Exact repetition of the whole listing is what this exercise asks for.

---*---

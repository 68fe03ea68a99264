// --- File: crates/salonbook_scheduling/src/models.rs ---
use crate::error::AvailabilityError;
use chrono::{DateTime, NaiveDate, NaiveTime, Timelike, Utc};
use chrono_tz::Tz;
use serde::{Deserialize, Serialize};

pub const MINUTES_PER_DAY: u16 = 24 * 60;

/// A daily booking window expressed in minutes of the local day.
#[derive(Debug, Clone, Copy, PartialEq, Eq)]
pub struct TimeWindow {
    pub open_minute: u16,
    pub close_minute: u16,
    pub step_minutes: u16,
}

impl TimeWindow {
    pub fn new(
        open_minute: u16,
        close_minute: u16,
        step_minutes: u16,
    ) -> Result<Self, AvailabilityError> {
        if open_minute >= close_minute || close_minute > MINUTES_PER_DAY {
            return Err(AvailabilityError::InvalidWindow(format!(
                "open minute {open_minute} and close minute {close_minute} must satisfy 0 <= open < close <= {MINUTES_PER_DAY}"
            )));
        }
        if step_minutes == 0 {
            return Err(AvailabilityError::InvalidWindow(
                "step_minutes must be positive".to_string(),
            ));
        }
        Ok(TimeWindow {
            open_minute,
            close_minute,
            step_minutes,
        })
    }

    /// Builds a window from the "HH:MM" strings used in configuration.
    pub fn from_config(config: &salonbook_config::WindowConfig) -> Result<Self, AvailabilityError> {
        TimeWindow::new(
            parse_minute_of_day(&config.open)?,
            parse_minute_of_day(&config.close)?,
            config.step_minutes,
        )
    }

    /// Same opening and step, close pushed out to `close_minute`. Widening
    /// only; the result must still satisfy the window invariant.
    pub fn widened_to(self, close_minute: u16) -> Self {
        debug_assert!(close_minute >= self.close_minute);
        TimeWindow {
            close_minute,
            ..self
        }
    }
}

fn parse_minute_of_day(raw: &str) -> Result<u16, AvailabilityError> {
    let time = NaiveTime::parse_from_str(raw, "%H:%M").map_err(|_| {
        AvailabilityError::InvalidWindow(format!("'{raw}' is not a valid HH:MM time"))
    })?;
    Ok((time.hour() * 60 + time.minute()) as u16)
}

/// Which booking page the request came from. Normal gets the regular window
/// plus the dynamic extension; Extra books the surcharge evening window.
#[derive(Debug, Clone, Copy, PartialEq, Eq, Serialize, Deserialize)]
#[serde(rename_all = "lowercase")]
pub enum BookingMode {
    Normal,
    Extra,
}

/// End-of-day boundary policy for candidate slots.
#[derive(Debug, Clone, Copy, PartialEq, Eq)]
pub enum EndPolicy {
    /// The full service must finish at or before the close minute.
    Strict,
    /// A slot only needs to start before the close minute; the service may
    /// finish after it.
    Overflow,
}

/// An absolute time range during which the salon is already committed.
#[derive(Debug, Clone, Copy, PartialEq, Eq)]
pub struct BusyInterval {
    pub start: DateTime<Utc>,
    pub end: DateTime<Utc>,
}

impl BusyInterval {
    /// Half-open overlap test against `[start, end)`.
    pub fn overlaps(&self, start: DateTime<Utc>, end: DateTime<Utc>) -> bool {
        start < self.end && end > self.start
    }
}

/// A candidate appointment start plus its implied end and availability.
#[derive(Debug, Clone, Copy, PartialEq, Eq, Serialize, Deserialize)]
pub struct Slot {
    pub start: DateTime<Utc>,
    pub end: DateTime<Utc>,
    pub available: bool,
}

/// One day's computed slots.
#[derive(Debug, Clone, Serialize, Deserialize)]
pub struct DayAvailability {
    pub date: NaiveDate,
    /// True when the close hour was silently widened into the extra window.
    pub extended: bool,
    pub slots: Vec<Slot>,
}

impl DayAvailability {
    pub fn closed(date: NaiveDate) -> Self {
        DayAvailability {
            date,
            extended: false,
            slots: Vec::new(),
        }
    }

    /// Legacy projection kept for older callers: local "HH:MM" start times of
    /// the available slots only. Derived from `slots`, never computed apart.
    pub fn available_starts(&self, tz: Tz) -> Vec<String> {
        self.slots
            .iter()
            .filter(|slot| slot.available)
            .map(|slot| slot.start.with_timezone(&tz).format("%H:%M").to_string())
            .collect()
    }
}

---*---

= OUTPUT FOR THIS TASK =
repository 68fe03ea68a99264
// --- File: crates/salonbook_scheduling/src/models.rs ---
use crate::error::AvailabilityError;
use chrono::{DateTime, NaiveDate, NaiveTime, Timelike, Utc};
use chrono_tz::Tz;
use serde::{Deserialize, Serialize};

pub const MINUTES_PER_DAY: u16 = 24 * 60;

/// A daily booking window expressed in minutes of the local day.
#[derive(Debug, Clone, Copy, PartialEq, Eq)]
pub struct TimeWindow {
    pub open_minute: u16,
    pub close_minute: u16,
    pub step_minutes: u16,
}

impl TimeWindow {
    pub fn new(
        open_minute: u16,
        close_minute: u16,
        step_minutes: u16,
    ) -> Result<Self, AvailabilityError> {
        if open_minute >= close_minute || close_minute > MINUTES_PER_DAY {
            return Err(AvailabilityError::InvalidWindow(format!(
                "open minute {open_minute} and close minute {close_minute} must satisfy 0 <= open < close <= {MINUTES_PER_DAY}"
            )));
        }
        if step_minutes == 0 {
            return Err(AvailabilityError::InvalidWindow(
                "step_minutes must be positive".to_string(),
            ));
        }
        Ok(TimeWindow {
            open_minute,
            close_minute,
            step_minutes,
        })
    }

    /// Builds a window from the "HH:MM" strings used in configuration.
    pub fn from_config(config: &salonbook_config::WindowConfig) -> Result<Self, AvailabilityError> {
        TimeWindow::new(
            parse_minute_of_day(&config.open)?,
            parse_minute_of_day(&config.close)?,
            config.step_minutes,
        )
    }

    /// Same opening and step, close pushed out to `close_minute`. Widening
    /// only; the result must still satisfy the window invariant.
    pub fn widened_to(self, close_minute: u16) -> Self {
        debug_assert!(close_minute >= self.close_minute);
        TimeWindow {
            close_minute,
            ..self
        }
    }
}

fn parse_minute_of_day(raw: &str) -> Result<u16, AvailabilityError> {
    let time = NaiveTime::parse_from_str(raw, "%H:%M").map_err(|_| {
        AvailabilityError::InvalidWindow(format!("'{raw}' is not a valid HH:MM time"))
    })?;
    Ok((time.hour() * 60 + time.minute()) as u16)
}

/// Which booking page the request came from. Normal gets the regular window
/// plus the dynamic extension; Extra books the surcharge evening window.
#[derive(Debug, Clone, Copy, PartialEq, Eq, Serialize, Deserialize)]
#[serde(rename_all = "lowercase")]
pub enum BookingMode {
    Normal,
    Extra,
}

/// End-of-day boundary policy for candidate slots.
#[derive(Debug, Clone, Copy, PartialEq, Eq)]
pub enum EndPolicy {
    /// The full service must finish at or before the close minute.
    Strict,
    /// A slot only needs to start before the close minute; the service may
    /// finish after it.
    Overflow,
}

/// An absolute time range during which the salon is already committed.
#[derive(Debug, Clone, Copy, PartialEq, Eq)]
pub struct BusyInterval {
    pub start: DateTime<Utc>,
    pub end: DateTime<Utc>,
}

impl BusyInterval {
    /// Half-open overlap test against `[start, end)`.
    pub fn overlaps(&self, start: DateTime<Utc>, end: DateTime<Utc>) -> bool {
        start < self.end && end > self.start
    }
}

/// A candidate appointment start plus its implied end and availability.
#[derive(Debug, Clone, Copy, PartialEq, Eq, Serialize, Deserialize)]
pub struct Slot {
    pub start: DateTime<Utc>,
    pub end: DateTime<Utc>,
    pub available: bool,
}

/// One day's computed slots.
#[derive(Debug, Clone, Serialize, Deserialize)]
pub struct DayAvailability {
    pub date: NaiveDate,
    /// True when the close hour was silently widened into the extra window.
    pub extended: bool,
    pub slots: Vec<Slot>,
}

impl DayAvailability {
    pub fn closed(date: NaiveDate) -> Self {
        DayAvailability {
            date,
            extended: false,
            slots: Vec::new(),
        }
    }

    /// Legacy projection kept for older callers: local "HH:MM" start times of
    /// the available slots only. Derived from `slots`, never computed apart.
    pub fn available_starts(&self, tz: Tz) -> Vec<String> {
        self.slots
            .iter()
            .filter(|slot| slot.available)
            .map(|slot| slot.start.with_timezone(&tz).format("%H:%M").to_string())
            .collect()
    }
}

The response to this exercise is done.